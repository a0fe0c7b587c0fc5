//! Add To Wishlist Handler

use std::sync::Arc;

use salvo::{oapi::extract::PathParam, prelude::*};
use uuid::Uuid;

use crate::{
    envelope::Envelope, extensions::*, products::models::ProductResponse, state::State,
    users::into_status_error,
};

/// Add To Wishlist Handler
///
/// Adding a product that is already wishlisted leaves the list unchanged.
#[endpoint(
    tags("users"),
    summary = "Add To Wishlist",
    security(("bearer_auth" = [])),
    responses(
        (status_code = StatusCode::OK, description = "Updated wishlist"),
        (status_code = StatusCode::NOT_FOUND, description = "Product not found"),
        (status_code = StatusCode::BAD_REQUEST, description = "Bad Request"),
        (status_code = StatusCode::UNAUTHORIZED, description = "Not authorized"),
        (status_code = StatusCode::INTERNAL_SERVER_ERROR, description = "Internal Server Error"),
    ),
)]
#[tracing::instrument(name = "users.wishlist.add", skip(product, depot), err)]
pub(crate) async fn handler(
    product: PathParam<Uuid>,
    depot: &mut Depot,
) -> Result<Json<Envelope<Vec<ProductResponse>>>, StatusError> {
    let state = depot.obtain_or_500::<Arc<State>>()?;
    let user = depot.user_uuid_or_401()?;

    let wishlist = state
        .app
        .users
        .add_to_wishlist(user, product.into_inner().into())
        .await
        .map_err(into_status_error)?;

    Ok(Json(
        Envelope::data(wishlist.into_iter().map(Into::into).collect())
            .message("Product added to wishlist"),
    ))
}

#[cfg(test)]
mod tests {
    use salvo::test::{ResponseExt, TestClient};
    use testresult::TestResult;

    use storefront_app::domain::{
        products::records::ProductUuid,
        users::{MockUsersService, UsersServiceError},
    };

    use crate::{
        envelope::ErrorEnvelope,
        test_helpers::{Mocks, TEST_USER_UUID, make_product},
    };

    use super::*;

    fn make_service(users: MockUsersService) -> Service {
        Mocks {
            users,
            ..Mocks::default()
        }
        .service(Router::with_path("users/wishlist/{product}").post(handler))
    }

    #[tokio::test]
    async fn test_add_to_wishlist_returns_wishlist() -> TestResult {
        let product = ProductUuid::new();

        let mut users = MockUsersService::new();

        users
            .expect_add_to_wishlist()
            .once()
            .withf(move |user, added| *user == TEST_USER_UUID && *added == product)
            .return_once(|_, added| Ok(vec![make_product(added)]));

        let mut res = TestClient::post(format!("http://example.com/users/wishlist/{product}"))
            .send(&make_service(users))
            .await;

        assert_eq!(res.status_code, Some(StatusCode::OK));

        let body: Envelope<Vec<ProductResponse>> = res.take_json().await?;

        assert_eq!(body.message.as_deref(), Some("Product added to wishlist"));
        assert_eq!(
            body.data.map(|products| products.len()),
            Some(1),
            "wishlist holds the added product"
        );

        Ok(())
    }

    #[tokio::test]
    async fn test_add_unknown_product_returns_404() -> TestResult {
        let mut users = MockUsersService::new();

        users
            .expect_add_to_wishlist()
            .once()
            .return_once(|_, _| Err(UsersServiceError::ProductNotFound));

        let mut res =
            TestClient::post(format!("http://example.com/users/wishlist/{}", Uuid::now_v7()))
                .send(&make_service(users))
                .await;

        assert_eq!(res.status_code, Some(StatusCode::NOT_FOUND));

        let body: ErrorEnvelope = res.take_json().await?;

        assert_eq!(body.message, "Product not found");

        Ok(())
    }

    #[tokio::test]
    async fn test_add_invalid_uuid_returns_400() -> TestResult {
        let mut users = MockUsersService::new();

        users.expect_add_to_wishlist().never();

        let res = TestClient::post("http://example.com/users/wishlist/not-a-uuid")
            .send(&make_service(users))
            .await;

        assert_eq!(res.status_code, Some(StatusCode::BAD_REQUEST));

        Ok(())
    }
}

Task statement →
Copy every line in the records above that contains the word "depot".

Task answer →
#[tracing::instrument(name = "users.wishlist.add", skip(product, depot), err)]
    depot: &mut Depot,
    let state = depot.obtain_or_500::<Arc<State>>()?;
    let user = depot.user_uuid_or_401()?;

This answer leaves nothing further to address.